Curioso. A delicadeza tem a ver com a lentidão. A violência tem a ver com a velocidade. E outro dia topei com um livro, A descoberta da lentidão, no qual Sten Nadolny faz a biografia do navegador John Franklin, que vivia pesquisando o Pólo Norte. Era lento em aprender as coisas na escola, mas quando aprendia algo o fazia com mais profundidade que os demais.

Sei que vão dizer: "A burocracia, o trânsito, os salários, a polícia, as injustiças, a corrupção e o governo não nos deixam ser delicados."

- E eu não sei?

Mas de novo vos digo: sejamos delicados.

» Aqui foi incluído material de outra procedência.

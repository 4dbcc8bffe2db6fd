//! Dependency report input
//!
//! depsym consumes the JSON report written by the Gradle dependency-updates
//! task. This module owns its serde model ([`model`]), the loader, and the
//! flattener that turns the sectioned report into a single list of
//! [`DependencyRecord`](crate::models::DependencyRecord)s.
//!
//! # Report format
//!
//! ```json
//! {
//!   "current":    { "dependencies": [ { "group": "com.google.guava", "name": "guava", "version": "28.1-jre" } ] },
//!   "exceeded":   { "dependencies": [] },
//!   "outdated":   { "dependencies": [ { "group": "com.squareup.okhttp3", "name": "okhttp", "version": "3.12.1",
//!                                      "available": { "release": "4.2.2", "milestone": null, "integration": null } } ] },
//!   "unresolved": { "dependencies": [] },
//!   "gradle": { "running": { "version": "5.6.2" }, "current": { "version": "6.0.1" } }
//! }
//! ```

pub mod flatten;
pub mod model;

pub use flatten::{build_tool_record, flatten};
pub use model::{BuildToolVersions, DependencyGraph, Observation, Section, ToolVersion};

use std::path::Path;

use crate::core::DepsymError;

/// Load and parse a report from disk.
///
/// # Errors
///
/// - [`DepsymError::ReportNotFound`] when the file does not exist
/// - [`DepsymError::ReportParseError`] when it is not a valid report
/// - [`DepsymError::IoError`] for other read failures
pub async fn load_report(path: &Path) -> Result<DependencyGraph, DepsymError> {
    let content = match tokio::fs::read_to_string(path).await {
        Ok(content) => content,
        Err(e) if e.kind() == std::io::ErrorKind::NotFound => {
            return Err(DepsymError::ReportNotFound {
                path: path.display().to_string(),
            });
        }
        Err(e) => return Err(e.into()),
    };

    parse_report(&content).map_err(|e| DepsymError::ReportParseError {
        file: path.display().to_string(),
        reason: e.to_string(),
    })
}

/// Parse report JSON held in memory.
pub fn parse_report(content: &str) -> Result<DependencyGraph, serde_json::Error> {
    serde_json::from_str(content)
}
//! Serde model of the dependency-updates JSON report.

use serde::{Deserialize, Serialize};

use crate::models::AvailableVersions;

/// The whole report: four dependency sections plus the build tool's versions.
#[derive(Debug, Clone, Default, PartialEq, Serialize, Deserialize)]
pub struct DependencyGraph {
    /// Dependencies already at their latest version
    #[serde(default)]
    pub current: Section,
    /// Dependencies whose used version is newer than anything published
    #[serde(default)]
    pub exceeded: Section,
    /// Dependencies with newer versions available
    #[serde(default)]
    pub outdated: Section,
    /// Dependencies the tool could not resolve
    #[serde(default)]
    pub unresolved: Section,
    /// Running and latest-known build tool versions
    #[serde(default)]
    pub gradle: BuildToolVersions,
}

impl DependencyGraph {
    /// Sections in flattening order, with their report names.
    pub fn sections(&self) -> [(&'static str, &Section); 4] {
        [
            ("current", &self.current),
            ("exceeded", &self.exceeded),
            ("outdated", &self.outdated),
            ("unresolved", &self.unresolved),
        ]
    }
}

/// One report section.
#[derive(Debug, Clone, Default, PartialEq, Serialize, Deserialize)]
pub struct Section {
    #[serde(default)]
    pub dependencies: Vec<Observation>,
    #[serde(default)]
    pub count: usize,
}

impl Section {
    pub fn new(dependencies: Vec<Observation>) -> Self {
        let count = dependencies.len();
        Self {
            dependencies,
            count,
        }
    }
}

/// A single dependency as the report describes it.
///
/// Group and name are optional here so a broken report can be reported
/// precisely instead of failing deserialization as a whole.
#[derive(Debug, Clone, Default, PartialEq, Serialize, Deserialize)]
#[serde(rename_all = "camelCase")]
pub struct Observation {
    #[serde(default)]
    pub group: Option<String>,
    #[serde(default)]
    pub name: Option<String>,
    #[serde(default)]
    pub version: Option<String>,
    #[serde(default)]
    pub project_url: Option<String>,
    #[serde(default)]
    pub available: Option<AvailableVersions>,
}

impl Observation {
    pub fn new(group: &str, name: &str, version: &str) -> Self {
        Self {
            group: Some(group.to_string()),
            name: Some(name.to_string()),
            version: Some(version.to_string()),
            ..Self::default()
        }
    }

    #[must_use]
    pub fn with_available(mut self, available: AvailableVersions) -> Self {
        self.available = Some(available);
        self
    }
}

/// Build tool version pair.
#[derive(Debug, Clone, Default, PartialEq, Serialize, Deserialize)]
pub struct BuildToolVersions {
    /// Version executing the build
    #[serde(default)]
    pub running: ToolVersion,
    /// Latest version known to the report producer
    #[serde(default)]
    pub current: ToolVersion,
}

impl BuildToolVersions {
    pub fn new(running: &str, current: &str) -> Self {
        Self {
            running: ToolVersion::new(running),
            current: ToolVersion::new(current),
        }
    }
}

#[derive(Debug, Clone, Default, PartialEq, Serialize, Deserialize)]
#[serde(rename_all = "camelCase")]
pub struct ToolVersion {
    #[serde(default)]
    pub version: String,
    #[serde(default)]
    pub reason: String,
    #[serde(default)]
    pub is_update_available: bool,
    #[serde(default)]
    pub is_failure: bool,
}

impl ToolVersion {
    pub fn new(version: &str) -> Self {
        Self {
            version: version.to_string(),
            ..Self::default()
        }
    }
}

E, se necessário for, cruelmente delicados.


Extraído do Livro Tempo de Delicadeza.


SANTA'ANNA, Affonso Romano de. Tempo de Delicadeza - Porto Alegre: L&PM, 2007.



5 comentários:

Anônimo disse...

tenho uma pergunta voce acha que alguem vai ler um texto desse tamnho? eu li so emas 3 linhas e nao dei conta mais nao gostei.

Carlinus disse...

Amigo, aquele que gosta de ler se sente motivado para ler independente do tamanho do texto. E mais: ler não é um exercício de gosto, mas de dever.

Abraços!

Anônimo disse...

"Anônimo" como assim??? não gostou pq o texto é grande?? e isso lá é critério??? por favor!
Lia

monita disse...

Que maravilha de texto!Me emocionei e pude refletir.
Carlinus tem toda razão guando diz que a leitura deve ser um dever e não um exercício de gosto.
Parabéns....lindo texto!!

Carlinus disse...

Também o acho maravilhoso, Monita!

Obrigado pelo comentário!

Abraços delicados!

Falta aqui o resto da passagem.